Tuesday, February 5, 2013

Thoughts From an Imperfect Mother

While I've dedicated this blog to chronicling my weight loss efforts (or lack thereof?), there's something on my mind that I feel is worthy of a momentary subject change.  And since I know that most of those who follow this blog are moms, it seems relevant and hopefully even useful.


Something’s bothering the mother in me.  I’m a little concerned about my fellow mommies.  In my Pinterest browsing earlier today, I ran across a few blog titles that did not sit well with me.  A few examples:

5 Things You Should Never Say to Your Kids
10 Ways to Be a Better Mom Every Day
Most Common Mom Mistakes
99 Reasons You Suck as a Parent

I may have made that last one up for the purpose of exaggerating my point.

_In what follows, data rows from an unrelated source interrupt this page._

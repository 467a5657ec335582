//! Texture descriptors and upload types.

use crate::error::{GpuError, Result};

/// Opaque handle to a backend texture.
#[derive(Clone, Copy, Debug, PartialEq, Eq, PartialOrd, Ord, Hash)]
#[repr(transparent)]
pub struct TextureId(pub u64);

/// Dimensionality of a texture.
#[derive(Clone, Copy, Debug, PartialEq, Eq, Hash)]
pub enum TextureDimension {
    /// Array of 1D rows (`width x layers`).
    D1Array,
    /// Single 2D image.
    D2,
    /// Array of equally sized 2D layers.
    D2Array,
}

/// Storage format of a texture.
#[derive(Clone, Copy, Debug, PartialEq, Eq, Hash)]
pub enum TextureFormat {
    R8,
    Rgba8,
    Srgb8A8,
    R16F,
    Rgba16F,
    R32F,
    Rgba32F,
}

impl TextureFormat {
    /// Number of channels stored per texel.
    pub const fn channels(self) -> u32 {
        match self {
            Self::R8 | Self::R16F | Self::R32F => 1,
            Self::Rgba8 | Self::Srgb8A8 | Self::Rgba16F | Self::Rgba32F => 4,
        }
    }

    /// True for floating-point formats.
    pub const fn is_float(self) -> bool {
        matches!(self, Self::R16F | Self::Rgba16F | Self::R32F | Self::Rgba32F)
    }
}

/// Sampler wrap behavior.
#[derive(Clone, Copy, Debug, Default, PartialEq, Eq, Hash)]
pub enum ExtendMode {
    #[default]
    Extend,
    Repeat,
    Mirror,
    ClampToBorder,
}

/// Parameters for creating a texture.
#[derive(Clone, Debug, PartialEq, Eq)]
pub struct TextureDesc {
    /// Debug label
    pub label: String,
    pub dimension: TextureDimension,
    pub format: TextureFormat,
    pub width: u32,
    /// Height; 1 for 1D arrays.
    pub height: u32,
    /// Layer count; 1 for plain 2D textures.
    pub layers: u32,
}

impl TextureDesc {
    /// Describe a plain 2D texture.
    pub fn d2(label: impl Into<String>, format: TextureFormat, width: u32, height: u32) -> Self {
        Self {
            label: label.into(),
            dimension: TextureDimension::D2,
            format,
            width,
            height,
            layers: 1,
        }
    }

    /// Describe a 2D array texture.
    pub fn d2_array(
        label: impl Into<String>,
        format: TextureFormat,
        width: u32,
        height: u32,
        layers: u32,
    ) -> Self {
        Self {
            label: label.into(),
            dimension: TextureDimension::D2Array,
            format,
            width,
            height,
            layers,
        }
    }

    /// Describe a 1D array texture with `rows` rows.
    pub fn d1_array(label: impl Into<String>, format: TextureFormat, width: u32, rows: u32) -> Self {
        Self {
            label: label.into(),
            dimension: TextureDimension::D1Array,
            format,
            width,
            height: 1,
            layers: rows,
        }
    }

    /// Number of texels across all layers.
    pub fn texel_count(&self) -> usize {
        self.width as usize * self.height as usize * self.layers as usize
    }
}

/// Destination of a sub-region upload.
#[derive(Clone, Copy, Debug, PartialEq, Eq, Hash)]
pub struct UploadRegion {
    pub x: u32,
    pub y: u32,
    /// Target layer; 0 for plain 2D textures.
    pub layer: u32,
    pub width: u32,
    pub height: u32,
}

impl UploadRegion {
    #[inline]
    pub const fn new(x: u32, y: u32, layer: u32, width: u32, height: u32) -> Self {
        Self {
            x,
            y,
            layer,
            width,
            height,
        }
    }

    /// True if no texel is written.
    #[inline]
    pub const fn is_empty(&self) -> bool {
        self.width == 0 || self.height == 0
    }
}

/// Texel data in host memory, always RGBA interleaved.
#[derive(Clone, Copy, Debug, PartialEq)]
pub enum TexelData<'a> {
    Bytes(&'a [u8]),
    Floats(&'a [f32]),
}

impl TexelData<'_> {
    /// Number of scalar elements.
    pub const fn len(&self) -> usize {
        match self {
            Self::Bytes(data) => data.len(),
            Self::Floats(data) => data.len(),
        }
    }

    pub const fn is_empty(&self) -> bool {
        self.len() == 0
    }

    /// Read one normalized RGBA texel at element offset `at`.
    #[inline]
    pub fn texel(&self, at: usize) -> [f32; 4] {
        match self {
            Self::Bytes(data) => {
                let px = &data[at..at + 4];
                [
                    f32::from(px[0]) / 255.0,
                    f32::from(px[1]) / 255.0,
                    f32::from(px[2]) / 255.0,
                    f32::from(px[3]) / 255.0,
                ]
            }
            Self::Floats(data) => [data[at], data[at + 1], data[at + 2], data[at + 3]],
        }
    }
}

/// Source data of an upload with its unpack layout.
///
/// `row_length` (in pixels) and `offset` (in elements) allow a region to be
/// read directly out of a larger buffer without copying it first.
#[derive(Clone, Copy, Debug, PartialEq)]
pub struct TexelUpload<'a> {
    pub data: TexelData<'a>,
    pub row_length: u32,
    pub offset: usize,
}

impl<'a> TexelUpload<'a> {
    /// Tightly packed data whose rows are `row_length` pixels long.
    pub const fn packed(data: TexelData<'a>, row_length: u32) -> Self {
        Self {
            data,
            row_length,
            offset: 0,
        }
    }

    /// Data read out of a larger `row_length` wide buffer, starting at `offset`.
    pub const fn strided(data: TexelData<'a>, row_length: u32, offset: usize) -> Self {
        Self {
            data,
            row_length,
            offset,
        }
    }

    /// Element offset of pixel `(x, y)` of the region.
    #[inline]
    pub const fn element_offset(&self, x: u32, y: u32) -> usize {
        self.offset + 4 * (y as usize * self.row_length as usize + x as usize)
    }

    /// Check the data covers a `width x height` region.
    pub fn validate(&self, width: u32, height: u32) -> Result<()> {
        if width == 0 || height == 0 {
            return Ok(());
        }
        if self.row_length < width {
            return Err(GpuError::OutOfBounds(format!(
                "row length {} shorter than region width {width}",
                self.row_length
            )));
        }
        let expected = self.element_offset(width - 1, height - 1) + 4;
        if self.data.len() < expected {
            return Err(GpuError::DataTooShort {
                expected,
                actual: self.data.len(),
            });
        }
        Ok(())
    }
}

#[cfg(test)]
mod tests {
    use super::*;

    #[test]
    fn strided_upload_offsets() {
        let data = vec![0.0f32; 4 * 16 * 16];
        let upload = TexelUpload::strided(TexelData::Floats(&data), 16, 4 * (2 * 16 + 3));
        assert_eq!(upload.element_offset(0, 0), 4 * 35);
        assert_eq!(upload.element_offset(1, 1), 4 * (35 + 17));
        assert!(upload.validate(13, 14).is_ok());
        assert!(upload.validate(13, 15).is_err());
    }

    #[test]
    fn byte_texels_are_normalized() {
        let data = [255u8, 0, 51, 255];
        let texel = TexelData::Bytes(&data).texel(0);
        approx::assert_relative_eq!(texel[0], 1.0);
        approx::assert_relative_eq!(texel[2], 0.2);
    }

    #[test]
    fn format_channels() {
        assert_eq!(TextureFormat::R16F.channels(), 1);
        assert_eq!(TextureFormat::Srgb8A8.channels(), 4);
        assert!(TextureFormat::Rgba32F.is_float());
        assert!(!TextureFormat::Rgba8.is_float());
    }
}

The questions that pop into my brain as I see more and more of these types of “informative” and “helpful” articles are, “Who ARE these people?” and “Why do we so willingly believe that they know more than we do about the best way to raise our own children?”  I find many of these parenting advice posts to be condescending to me as a mother and insulting to me as a semi-intelligent human.


Bad parenting?  Not for me to say.

We all have our own ideas about how children should be raised.  I certainly don't fault anyone for putting those ideas in writing and sharing them with others, especially since that's pretty much what I'm doing by writing this post.  My bigger concern is that we seem to be almost desperately seeking out these types of posts and … gasp … pinning them.  Sharing them.  Relying on them.  Allowing them to feed on our psyches like little joy-sucking leaches.   It's as if we're losing all faith in our own abilities to love and nurture our children.

I want moms to stop doubting themselves.  I want them to trust that inner voice – the one that only we moms hear - that speaks to them from moment to moment, from morning ‘til night, day in and day out.  I want them to believe that the immense love they feel for their children will guide them in the decisions that really matter, because nobody on this Earth knows the hearts and minds of their little ones the way they do.  I want them to quit stressing over saying the wrong things and just be grateful that their voices, even when they say the wrong things (and they will sometimes) are the ones their children want to hear first thing every morning and last thing at night.  I want them to stop focusing on the ways they fall short as mothers (and they will sometimes) and start focusing on the small joys they bring to their childrens’ lives each day just by clocking in.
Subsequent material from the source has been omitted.